● **Work item**: From the first line of the data below, copy each line up to the one containing "configuration and a", and include that line too.

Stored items
++++
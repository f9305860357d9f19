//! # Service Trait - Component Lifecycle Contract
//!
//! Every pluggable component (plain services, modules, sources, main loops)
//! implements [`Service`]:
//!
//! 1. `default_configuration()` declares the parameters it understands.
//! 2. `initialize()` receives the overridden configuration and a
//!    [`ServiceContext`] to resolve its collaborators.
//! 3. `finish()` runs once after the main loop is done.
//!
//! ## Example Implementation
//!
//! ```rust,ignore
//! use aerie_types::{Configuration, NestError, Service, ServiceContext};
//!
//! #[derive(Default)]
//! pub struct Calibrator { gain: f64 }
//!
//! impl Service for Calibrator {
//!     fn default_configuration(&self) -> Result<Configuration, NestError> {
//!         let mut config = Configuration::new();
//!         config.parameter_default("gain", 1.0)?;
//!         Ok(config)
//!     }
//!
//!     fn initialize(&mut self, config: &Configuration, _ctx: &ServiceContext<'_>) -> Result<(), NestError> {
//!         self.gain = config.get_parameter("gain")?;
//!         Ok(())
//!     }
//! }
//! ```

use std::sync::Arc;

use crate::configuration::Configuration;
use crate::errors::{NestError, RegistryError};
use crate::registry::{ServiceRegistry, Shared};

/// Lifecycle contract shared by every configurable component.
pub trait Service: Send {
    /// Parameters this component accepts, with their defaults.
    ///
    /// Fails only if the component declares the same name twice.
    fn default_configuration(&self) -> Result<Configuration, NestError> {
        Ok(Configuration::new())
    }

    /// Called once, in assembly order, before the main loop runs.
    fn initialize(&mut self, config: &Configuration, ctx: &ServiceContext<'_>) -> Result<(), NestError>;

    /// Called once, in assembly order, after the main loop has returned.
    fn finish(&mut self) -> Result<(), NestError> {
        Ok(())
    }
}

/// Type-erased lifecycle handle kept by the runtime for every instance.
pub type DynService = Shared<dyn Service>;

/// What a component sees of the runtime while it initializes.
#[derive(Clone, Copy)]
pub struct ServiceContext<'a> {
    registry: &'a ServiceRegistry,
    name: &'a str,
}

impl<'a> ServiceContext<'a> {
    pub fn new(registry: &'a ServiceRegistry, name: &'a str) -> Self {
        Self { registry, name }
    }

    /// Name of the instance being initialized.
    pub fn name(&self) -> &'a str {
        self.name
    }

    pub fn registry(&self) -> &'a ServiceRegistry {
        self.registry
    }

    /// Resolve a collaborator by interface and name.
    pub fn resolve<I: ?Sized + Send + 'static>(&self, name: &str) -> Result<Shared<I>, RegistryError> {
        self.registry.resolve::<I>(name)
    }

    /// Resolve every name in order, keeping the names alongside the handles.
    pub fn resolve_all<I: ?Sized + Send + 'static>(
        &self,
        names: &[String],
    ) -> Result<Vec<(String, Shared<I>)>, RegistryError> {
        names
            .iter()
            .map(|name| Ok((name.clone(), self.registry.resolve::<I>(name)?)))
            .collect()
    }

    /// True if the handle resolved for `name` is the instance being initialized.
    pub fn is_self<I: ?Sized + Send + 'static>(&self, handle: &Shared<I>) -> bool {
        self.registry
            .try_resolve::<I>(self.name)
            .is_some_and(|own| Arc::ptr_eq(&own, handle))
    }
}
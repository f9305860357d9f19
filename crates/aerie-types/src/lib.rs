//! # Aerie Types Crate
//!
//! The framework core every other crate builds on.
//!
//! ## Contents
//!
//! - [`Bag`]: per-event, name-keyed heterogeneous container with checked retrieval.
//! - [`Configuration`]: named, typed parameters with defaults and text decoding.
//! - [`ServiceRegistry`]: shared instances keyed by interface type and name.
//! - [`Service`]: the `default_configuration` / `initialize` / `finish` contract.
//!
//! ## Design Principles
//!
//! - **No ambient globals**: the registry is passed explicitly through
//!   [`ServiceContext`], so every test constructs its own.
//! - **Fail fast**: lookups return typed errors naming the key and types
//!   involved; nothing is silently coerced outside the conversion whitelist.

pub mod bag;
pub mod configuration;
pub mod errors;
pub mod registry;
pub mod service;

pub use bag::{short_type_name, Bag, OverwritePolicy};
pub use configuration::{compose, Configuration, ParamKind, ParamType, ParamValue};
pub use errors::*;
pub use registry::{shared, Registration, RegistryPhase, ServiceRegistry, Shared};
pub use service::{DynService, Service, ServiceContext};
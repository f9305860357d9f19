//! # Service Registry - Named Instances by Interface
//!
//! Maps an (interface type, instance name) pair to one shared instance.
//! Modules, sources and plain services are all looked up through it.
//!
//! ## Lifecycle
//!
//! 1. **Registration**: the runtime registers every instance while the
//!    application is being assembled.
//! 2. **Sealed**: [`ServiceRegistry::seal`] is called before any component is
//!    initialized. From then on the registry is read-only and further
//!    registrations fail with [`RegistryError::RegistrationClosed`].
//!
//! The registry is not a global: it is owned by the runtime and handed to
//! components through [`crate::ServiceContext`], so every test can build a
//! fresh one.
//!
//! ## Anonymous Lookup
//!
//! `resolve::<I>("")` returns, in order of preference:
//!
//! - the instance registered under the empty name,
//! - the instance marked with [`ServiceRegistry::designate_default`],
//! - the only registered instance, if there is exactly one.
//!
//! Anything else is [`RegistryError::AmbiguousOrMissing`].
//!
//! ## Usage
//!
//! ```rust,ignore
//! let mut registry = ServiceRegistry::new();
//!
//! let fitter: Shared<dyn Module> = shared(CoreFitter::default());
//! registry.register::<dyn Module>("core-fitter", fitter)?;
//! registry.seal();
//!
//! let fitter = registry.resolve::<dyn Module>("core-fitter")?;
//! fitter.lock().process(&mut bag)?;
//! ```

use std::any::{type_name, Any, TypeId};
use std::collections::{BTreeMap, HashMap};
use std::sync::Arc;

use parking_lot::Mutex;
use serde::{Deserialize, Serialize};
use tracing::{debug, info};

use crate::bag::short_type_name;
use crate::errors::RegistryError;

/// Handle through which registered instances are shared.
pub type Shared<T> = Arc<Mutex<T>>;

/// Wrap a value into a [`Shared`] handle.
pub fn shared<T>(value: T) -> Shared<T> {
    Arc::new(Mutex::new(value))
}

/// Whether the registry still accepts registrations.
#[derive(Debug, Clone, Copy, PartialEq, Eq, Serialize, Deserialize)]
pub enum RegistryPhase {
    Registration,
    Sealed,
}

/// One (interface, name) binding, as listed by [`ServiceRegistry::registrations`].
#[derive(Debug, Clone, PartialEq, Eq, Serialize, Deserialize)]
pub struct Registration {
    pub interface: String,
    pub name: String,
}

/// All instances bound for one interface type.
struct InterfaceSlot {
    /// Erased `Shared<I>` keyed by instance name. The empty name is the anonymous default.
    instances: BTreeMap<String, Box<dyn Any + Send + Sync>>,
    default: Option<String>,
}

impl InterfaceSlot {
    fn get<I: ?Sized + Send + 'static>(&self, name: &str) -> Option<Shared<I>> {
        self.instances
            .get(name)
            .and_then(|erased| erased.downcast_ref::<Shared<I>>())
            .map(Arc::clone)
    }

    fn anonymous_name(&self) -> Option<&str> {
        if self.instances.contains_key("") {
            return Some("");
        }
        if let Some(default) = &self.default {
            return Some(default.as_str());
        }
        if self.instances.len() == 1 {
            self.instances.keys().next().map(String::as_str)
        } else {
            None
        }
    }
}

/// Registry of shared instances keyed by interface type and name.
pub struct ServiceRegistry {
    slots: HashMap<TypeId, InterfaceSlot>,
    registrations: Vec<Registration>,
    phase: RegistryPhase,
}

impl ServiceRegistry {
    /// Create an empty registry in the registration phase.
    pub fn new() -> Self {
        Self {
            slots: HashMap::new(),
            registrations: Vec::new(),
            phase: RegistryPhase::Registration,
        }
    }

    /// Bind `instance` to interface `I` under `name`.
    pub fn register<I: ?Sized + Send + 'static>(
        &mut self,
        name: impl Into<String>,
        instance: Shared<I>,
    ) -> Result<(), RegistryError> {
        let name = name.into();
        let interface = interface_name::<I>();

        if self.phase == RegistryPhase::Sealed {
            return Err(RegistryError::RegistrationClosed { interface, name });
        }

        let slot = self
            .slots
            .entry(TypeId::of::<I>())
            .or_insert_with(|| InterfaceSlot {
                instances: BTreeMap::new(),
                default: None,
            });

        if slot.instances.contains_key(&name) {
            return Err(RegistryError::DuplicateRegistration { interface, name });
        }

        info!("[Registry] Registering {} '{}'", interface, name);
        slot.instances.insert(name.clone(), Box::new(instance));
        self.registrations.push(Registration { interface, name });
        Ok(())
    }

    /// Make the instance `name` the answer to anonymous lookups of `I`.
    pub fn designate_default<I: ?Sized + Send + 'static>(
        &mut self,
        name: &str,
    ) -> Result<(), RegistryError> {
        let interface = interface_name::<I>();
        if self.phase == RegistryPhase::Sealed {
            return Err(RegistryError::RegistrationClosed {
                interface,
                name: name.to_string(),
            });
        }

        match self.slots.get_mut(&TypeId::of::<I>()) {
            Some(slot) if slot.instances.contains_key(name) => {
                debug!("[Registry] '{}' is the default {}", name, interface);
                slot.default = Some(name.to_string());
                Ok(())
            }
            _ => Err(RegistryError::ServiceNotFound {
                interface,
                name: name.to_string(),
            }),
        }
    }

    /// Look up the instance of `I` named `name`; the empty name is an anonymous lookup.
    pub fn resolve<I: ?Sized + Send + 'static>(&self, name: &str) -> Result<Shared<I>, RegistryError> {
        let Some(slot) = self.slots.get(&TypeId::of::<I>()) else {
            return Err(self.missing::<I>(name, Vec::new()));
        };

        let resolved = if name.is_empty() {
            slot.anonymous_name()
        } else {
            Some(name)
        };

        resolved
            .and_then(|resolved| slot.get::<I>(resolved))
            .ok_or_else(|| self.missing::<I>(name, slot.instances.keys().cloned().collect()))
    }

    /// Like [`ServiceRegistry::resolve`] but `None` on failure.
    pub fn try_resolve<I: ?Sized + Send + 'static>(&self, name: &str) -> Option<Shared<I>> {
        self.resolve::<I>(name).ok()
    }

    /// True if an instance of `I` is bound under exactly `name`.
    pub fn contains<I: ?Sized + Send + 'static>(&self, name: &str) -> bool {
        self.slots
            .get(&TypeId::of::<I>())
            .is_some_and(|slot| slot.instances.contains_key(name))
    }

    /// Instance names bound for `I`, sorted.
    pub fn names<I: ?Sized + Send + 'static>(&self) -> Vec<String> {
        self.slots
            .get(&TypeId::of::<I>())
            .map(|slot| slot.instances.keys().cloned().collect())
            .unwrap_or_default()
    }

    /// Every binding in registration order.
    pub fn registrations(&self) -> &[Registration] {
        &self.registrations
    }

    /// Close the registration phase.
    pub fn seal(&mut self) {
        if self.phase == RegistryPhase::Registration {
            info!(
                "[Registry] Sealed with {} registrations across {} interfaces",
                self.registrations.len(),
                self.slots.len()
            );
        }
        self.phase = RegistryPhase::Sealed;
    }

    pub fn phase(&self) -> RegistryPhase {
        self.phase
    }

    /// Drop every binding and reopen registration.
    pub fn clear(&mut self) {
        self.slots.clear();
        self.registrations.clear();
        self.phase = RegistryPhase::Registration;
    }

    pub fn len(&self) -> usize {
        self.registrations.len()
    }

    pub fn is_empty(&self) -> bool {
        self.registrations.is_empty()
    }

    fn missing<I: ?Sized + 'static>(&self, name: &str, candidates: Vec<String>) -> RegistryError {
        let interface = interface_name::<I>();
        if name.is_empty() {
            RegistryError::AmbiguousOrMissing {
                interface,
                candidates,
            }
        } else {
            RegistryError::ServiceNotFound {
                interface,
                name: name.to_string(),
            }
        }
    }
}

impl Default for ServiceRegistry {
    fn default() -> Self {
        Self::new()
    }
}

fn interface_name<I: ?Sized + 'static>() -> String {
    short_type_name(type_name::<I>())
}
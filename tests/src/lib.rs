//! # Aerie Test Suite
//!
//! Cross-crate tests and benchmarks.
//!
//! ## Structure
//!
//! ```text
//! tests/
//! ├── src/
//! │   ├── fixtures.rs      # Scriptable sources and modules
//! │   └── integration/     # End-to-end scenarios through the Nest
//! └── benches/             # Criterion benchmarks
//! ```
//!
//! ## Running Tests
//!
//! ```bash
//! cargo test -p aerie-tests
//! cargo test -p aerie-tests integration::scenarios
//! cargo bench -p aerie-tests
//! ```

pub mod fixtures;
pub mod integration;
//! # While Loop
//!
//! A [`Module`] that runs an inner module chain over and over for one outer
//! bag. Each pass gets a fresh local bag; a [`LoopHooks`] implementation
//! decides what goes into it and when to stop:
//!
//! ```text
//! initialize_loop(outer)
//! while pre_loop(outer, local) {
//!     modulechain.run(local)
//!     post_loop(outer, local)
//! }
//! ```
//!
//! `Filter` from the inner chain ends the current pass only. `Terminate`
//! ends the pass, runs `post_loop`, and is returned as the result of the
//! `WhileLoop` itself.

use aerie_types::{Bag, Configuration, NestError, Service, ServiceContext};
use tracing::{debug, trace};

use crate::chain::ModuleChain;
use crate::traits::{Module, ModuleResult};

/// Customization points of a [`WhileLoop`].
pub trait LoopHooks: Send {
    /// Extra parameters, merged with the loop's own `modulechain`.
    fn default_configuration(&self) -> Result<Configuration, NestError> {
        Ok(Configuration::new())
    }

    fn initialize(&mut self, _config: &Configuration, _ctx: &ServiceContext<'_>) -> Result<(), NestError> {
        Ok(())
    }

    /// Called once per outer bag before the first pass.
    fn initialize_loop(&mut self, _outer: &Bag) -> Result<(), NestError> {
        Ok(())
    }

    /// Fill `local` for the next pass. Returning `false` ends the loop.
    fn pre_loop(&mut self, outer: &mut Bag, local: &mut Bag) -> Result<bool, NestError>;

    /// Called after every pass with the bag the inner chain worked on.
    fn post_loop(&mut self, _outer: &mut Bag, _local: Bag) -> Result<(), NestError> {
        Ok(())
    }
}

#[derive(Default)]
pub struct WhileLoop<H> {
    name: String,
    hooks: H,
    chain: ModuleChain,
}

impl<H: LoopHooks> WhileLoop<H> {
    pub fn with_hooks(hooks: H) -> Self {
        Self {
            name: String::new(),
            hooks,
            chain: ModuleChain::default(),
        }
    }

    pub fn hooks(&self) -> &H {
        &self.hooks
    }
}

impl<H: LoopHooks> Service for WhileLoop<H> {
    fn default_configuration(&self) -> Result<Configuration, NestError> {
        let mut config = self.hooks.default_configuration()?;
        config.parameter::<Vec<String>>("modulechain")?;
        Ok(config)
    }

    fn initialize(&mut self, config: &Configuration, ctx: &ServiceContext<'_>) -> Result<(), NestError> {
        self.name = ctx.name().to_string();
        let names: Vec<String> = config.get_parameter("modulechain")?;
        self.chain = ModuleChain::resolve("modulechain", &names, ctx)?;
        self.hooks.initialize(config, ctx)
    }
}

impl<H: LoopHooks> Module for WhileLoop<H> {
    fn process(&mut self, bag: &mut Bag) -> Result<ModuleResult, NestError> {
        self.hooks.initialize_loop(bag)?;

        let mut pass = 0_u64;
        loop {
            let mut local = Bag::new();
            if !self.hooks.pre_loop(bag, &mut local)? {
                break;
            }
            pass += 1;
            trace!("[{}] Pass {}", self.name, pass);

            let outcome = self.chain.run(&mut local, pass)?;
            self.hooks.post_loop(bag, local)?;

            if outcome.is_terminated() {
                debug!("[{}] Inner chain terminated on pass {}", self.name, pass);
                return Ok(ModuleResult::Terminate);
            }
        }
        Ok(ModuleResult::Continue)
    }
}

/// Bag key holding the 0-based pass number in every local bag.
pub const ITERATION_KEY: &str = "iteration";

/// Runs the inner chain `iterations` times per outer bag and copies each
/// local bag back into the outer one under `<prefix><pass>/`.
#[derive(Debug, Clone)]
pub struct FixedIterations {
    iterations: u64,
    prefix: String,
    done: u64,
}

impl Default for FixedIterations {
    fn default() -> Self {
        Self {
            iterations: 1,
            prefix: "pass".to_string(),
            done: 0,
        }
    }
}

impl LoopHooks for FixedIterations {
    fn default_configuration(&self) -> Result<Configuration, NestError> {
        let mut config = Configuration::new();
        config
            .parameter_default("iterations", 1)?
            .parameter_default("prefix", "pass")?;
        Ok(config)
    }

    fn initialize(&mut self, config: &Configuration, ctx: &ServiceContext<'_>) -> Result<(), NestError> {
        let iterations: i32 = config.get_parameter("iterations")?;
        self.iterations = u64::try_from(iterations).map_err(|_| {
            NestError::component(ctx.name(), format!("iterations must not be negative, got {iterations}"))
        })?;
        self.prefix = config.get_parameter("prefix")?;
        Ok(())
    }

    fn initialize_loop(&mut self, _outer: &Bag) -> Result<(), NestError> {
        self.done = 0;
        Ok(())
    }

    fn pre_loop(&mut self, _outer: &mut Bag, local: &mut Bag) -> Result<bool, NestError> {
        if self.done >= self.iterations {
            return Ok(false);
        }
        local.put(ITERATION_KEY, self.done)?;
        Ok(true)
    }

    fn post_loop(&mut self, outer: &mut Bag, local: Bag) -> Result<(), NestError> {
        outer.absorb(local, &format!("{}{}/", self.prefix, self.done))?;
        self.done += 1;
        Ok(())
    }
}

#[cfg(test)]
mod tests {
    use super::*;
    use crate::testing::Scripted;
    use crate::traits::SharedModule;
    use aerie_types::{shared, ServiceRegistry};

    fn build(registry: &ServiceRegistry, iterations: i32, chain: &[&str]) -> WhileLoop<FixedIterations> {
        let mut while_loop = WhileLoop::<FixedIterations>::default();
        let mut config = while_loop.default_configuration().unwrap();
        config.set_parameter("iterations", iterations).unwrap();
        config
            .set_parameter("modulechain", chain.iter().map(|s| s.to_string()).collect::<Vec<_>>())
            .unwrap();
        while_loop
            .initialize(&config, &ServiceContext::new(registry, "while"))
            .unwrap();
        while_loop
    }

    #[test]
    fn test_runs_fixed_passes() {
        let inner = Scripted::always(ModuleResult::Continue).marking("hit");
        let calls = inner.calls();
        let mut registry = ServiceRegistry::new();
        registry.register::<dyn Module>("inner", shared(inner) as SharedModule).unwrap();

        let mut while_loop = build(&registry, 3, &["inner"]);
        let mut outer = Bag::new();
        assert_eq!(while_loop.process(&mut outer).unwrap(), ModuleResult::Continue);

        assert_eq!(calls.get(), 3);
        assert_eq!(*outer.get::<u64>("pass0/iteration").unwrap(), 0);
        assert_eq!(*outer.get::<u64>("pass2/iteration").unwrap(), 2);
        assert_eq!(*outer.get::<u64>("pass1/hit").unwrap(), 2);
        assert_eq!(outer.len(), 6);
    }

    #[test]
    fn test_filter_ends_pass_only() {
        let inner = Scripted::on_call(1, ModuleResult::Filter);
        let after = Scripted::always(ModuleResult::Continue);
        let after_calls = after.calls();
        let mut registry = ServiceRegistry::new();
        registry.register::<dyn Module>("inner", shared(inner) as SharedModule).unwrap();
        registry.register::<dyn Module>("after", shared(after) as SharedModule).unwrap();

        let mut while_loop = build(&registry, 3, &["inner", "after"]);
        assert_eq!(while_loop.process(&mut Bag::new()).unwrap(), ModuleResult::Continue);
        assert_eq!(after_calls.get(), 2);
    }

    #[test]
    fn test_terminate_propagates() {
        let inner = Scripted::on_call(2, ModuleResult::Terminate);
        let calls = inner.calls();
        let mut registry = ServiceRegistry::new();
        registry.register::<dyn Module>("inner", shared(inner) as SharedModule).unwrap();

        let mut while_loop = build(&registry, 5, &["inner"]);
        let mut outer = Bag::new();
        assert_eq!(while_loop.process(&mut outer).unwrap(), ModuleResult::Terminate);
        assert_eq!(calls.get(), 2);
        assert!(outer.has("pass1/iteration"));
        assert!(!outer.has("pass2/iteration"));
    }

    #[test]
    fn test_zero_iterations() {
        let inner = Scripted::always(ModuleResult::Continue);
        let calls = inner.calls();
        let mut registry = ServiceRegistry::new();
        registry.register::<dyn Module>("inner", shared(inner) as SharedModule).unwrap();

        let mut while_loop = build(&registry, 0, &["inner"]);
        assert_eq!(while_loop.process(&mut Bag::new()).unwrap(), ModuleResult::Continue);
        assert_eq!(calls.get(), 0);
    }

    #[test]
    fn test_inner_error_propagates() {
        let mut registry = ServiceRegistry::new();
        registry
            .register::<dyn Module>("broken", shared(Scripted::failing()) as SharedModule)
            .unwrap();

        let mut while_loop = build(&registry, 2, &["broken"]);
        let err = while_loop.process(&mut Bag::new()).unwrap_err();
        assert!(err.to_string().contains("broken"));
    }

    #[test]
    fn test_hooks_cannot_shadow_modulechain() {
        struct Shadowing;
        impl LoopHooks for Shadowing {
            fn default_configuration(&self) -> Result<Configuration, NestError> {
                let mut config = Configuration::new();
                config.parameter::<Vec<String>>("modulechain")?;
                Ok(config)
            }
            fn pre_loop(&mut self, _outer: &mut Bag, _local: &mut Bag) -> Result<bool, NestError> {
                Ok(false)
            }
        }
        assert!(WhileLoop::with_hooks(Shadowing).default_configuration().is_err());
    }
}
++++
● **Exercise result**:
repository f9305860357d9f19
//! # Service Trait - Component Lifecycle Contract
//!
//! Every pluggable component (plain services, modules, sources, main loops)
//! implements [`Service`]:
//!
//! 1. `default_configuration()` declares the parameters it understands.
//! 2. `initialize()` receives the overridden configuration and a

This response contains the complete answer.